Nvidia shows signs in [2023]

Status
Not open for further replies.
Exclusive: Nvidia to make Arm-based PC chips in major new challenge to Intel | Reuters
October 23, 2023

Nvidia has quietly begun designing central processing units (CPUs) that would run Microsoft’s Windows operating system and use technology from Arm Holdings, two people familiar with the matter told Reuters.

The AI chip giant's new pursuit is part of Microsoft's effort to help chip companies build Arm-based processors for Windows PCs. Microsoft's plans take aim at Apple, which has nearly doubled its market share in the three years since releasing its own Arm-based chips in-house for its Mac computers, according to preliminary third-quarter data from research firm IDC.

Advanced Micro Devices also plans to make chips for PCs with Arm technology, according to two people familiar with the matter.
...
Nvidia and AMD could sell PC chips as soon as 2025, one of the people familiar with the matter said. Nvidia and AMD would join Qualcomm, which has been making Arm-based chips for laptops since 2016.

Microsoft granted Qualcomm an exclusivity arrangement to develop Windows-compatible chips until 2024, according to two sources familiar with the matter.

Microsoft has encouraged others to enter the market once that exclusivity deal expires, the two sources told Reuters.

“Microsoft learned from the 90s that they don’t want to be dependent on Intel again, they don’t want to be dependent on a single vendor,” said Jay Goldberg, chief executive of D2D Advisory, a finance and strategy consulting firm. “If Arm really took off in PC (chips), they were never going to let Qualcomm be the sole supplier.”
 
Exclusive: Nvidia to make Arm-based PC chips in major new challenge to Intel | Reuters
October 23, 2023

Nvidia has quietly begun designing central processing units (CPUs) that would run Microsoft’s Windows operating system and use technology from Arm Holdings, two people familiar with the matter told Reuters.

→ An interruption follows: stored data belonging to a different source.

//! Supervisor-wide configuration, persisted under `<home>/.marscredit/config.json`.
//!
//! Distinct from the per-miner config cache held in memory by
//! [`crate::miner_service::MinerService`], which is explicitly session-scoped.

use serde::{Deserialize, Serialize};
use std::path::{Path, PathBuf};
use tracing::warn;

use crate::network::REMOTE_RPC_URL;

#[derive(Debug, Clone, Serialize, Deserialize)]
#[serde(rename_all = "camelCase")]
pub struct SupervisorConfig {
    pub geth_binary_override: Option<PathBuf>,
    pub remote_rpc_url: String,
    pub bootstrap_health_check: bool,
}

impl Default for SupervisorConfig {
    fn default() -> Self {
        SupervisorConfig {
            geth_binary_override: None,
            remote_rpc_url: REMOTE_RPC_URL.to_string(),
            bootstrap_health_check: false,
        }
    }
}

impl SupervisorConfig {
    pub fn config_path() -> PathBuf {
        crate::platform::root_dir().join("config.json")
    }

    /// Loads config from disk, falling back to defaults on a missing or
    /// corrupt file. A corrupt file is logged, never a hard failure.
    pub fn load() -> Self {
        Self::load_from(&Self::config_path())
    }

    pub fn load_from(path: &Path) -> Self {
        match std::fs::read_to_string(path) {
            Ok(contents) => serde_json::from_str(&contents).unwrap_or_else(|e| {
                warn!("config at {} is corrupt ({}), using defaults", path.display(), e);
                SupervisorConfig::default()
            }),
            Err(_) => SupervisorConfig::default(),
        }
    }

    pub fn save(&self) -> std::io::Result<()> {
        self.save_to(&Self::config_path())
    }

    pub fn save_to(&self, path: &Path) -> std::io::Result<()> {
        if let Some(parent) = path.parent() {
            std::fs::create_dir_all(parent)?;
        }
        let json = serde_json::to_string_pretty(self)?;
        std::fs::write(path, json)
    }
}

#[cfg(test)]
mod tests {
    use super::*;

    #[test]
    fn defaults_are_sane() {
        let cfg = SupervisorConfig::default();
        assert!(cfg.geth_binary_override.is_none());
        assert!(!cfg.bootstrap_health_check);
        assert_eq!(cfg.remote_rpc_url, REMOTE_RPC_URL);
    }

    #[test]
    fn round_trips_through_disk() {
        let dir = tempfile::tempdir().unwrap();
        let path = dir.path().join("config.json");

        let mut cfg = SupervisorConfig::default();
        cfg.bootstrap_health_check = true;
        cfg.save_to(&path).unwrap();

        let loaded = SupervisorConfig::load_from(&path);
        assert!(loaded.bootstrap_health_check);
    }

    #[test]
    fn corrupt_file_falls_back_to_defaults() {
        let dir = tempfile::tempdir().unwrap();
        let path = dir.path().join("config.json");
        std::fs::write(&path, "not json").unwrap();

        let loaded = SupervisorConfig::load_from(&path);
        assert!(!loaded.bootstrap_health_check);
    }
}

The AI chip giant's new pursuit is part of Microsoft's effort to help chip companies build Arm-based processors for Windows PCs. Microsoft's plans take aim at Apple, which has nearly doubled its market share in the three years since releasing its own Arm-based chips in-house for its Mac computers, according to preliminary third-quarter data from research firm IDC.

Advanced Micro Devices also plans to make chips for PCs with Arm technology, according to two people familiar with the matter.
...
Nvidia and AMD could sell PC chips as soon as 2025, one of the people familiar with the matter said. Nvidia and AMD would join Qualcomm, which has been making Arm-based chips for laptops since 2016.

Microsoft granted Qualcomm an exclusivity arrangement to develop Windows-compatible chips until 2024, according to two sources familiar with the matter.

Microsoft has encouraged others to enter the market once that exclusivity deal expires, the two sources told Reuters.

“Microsoft learned from the 90s that they don’t want to be dependent on Intel again, they don’t want to be dependent on a single vendor,” said Jay Goldberg, chief executive of D2D Advisory, a finance and strategy consulting firm. “If Arm really took off in PC (chips), they were never going to let Qualcomm be the sole supplier.”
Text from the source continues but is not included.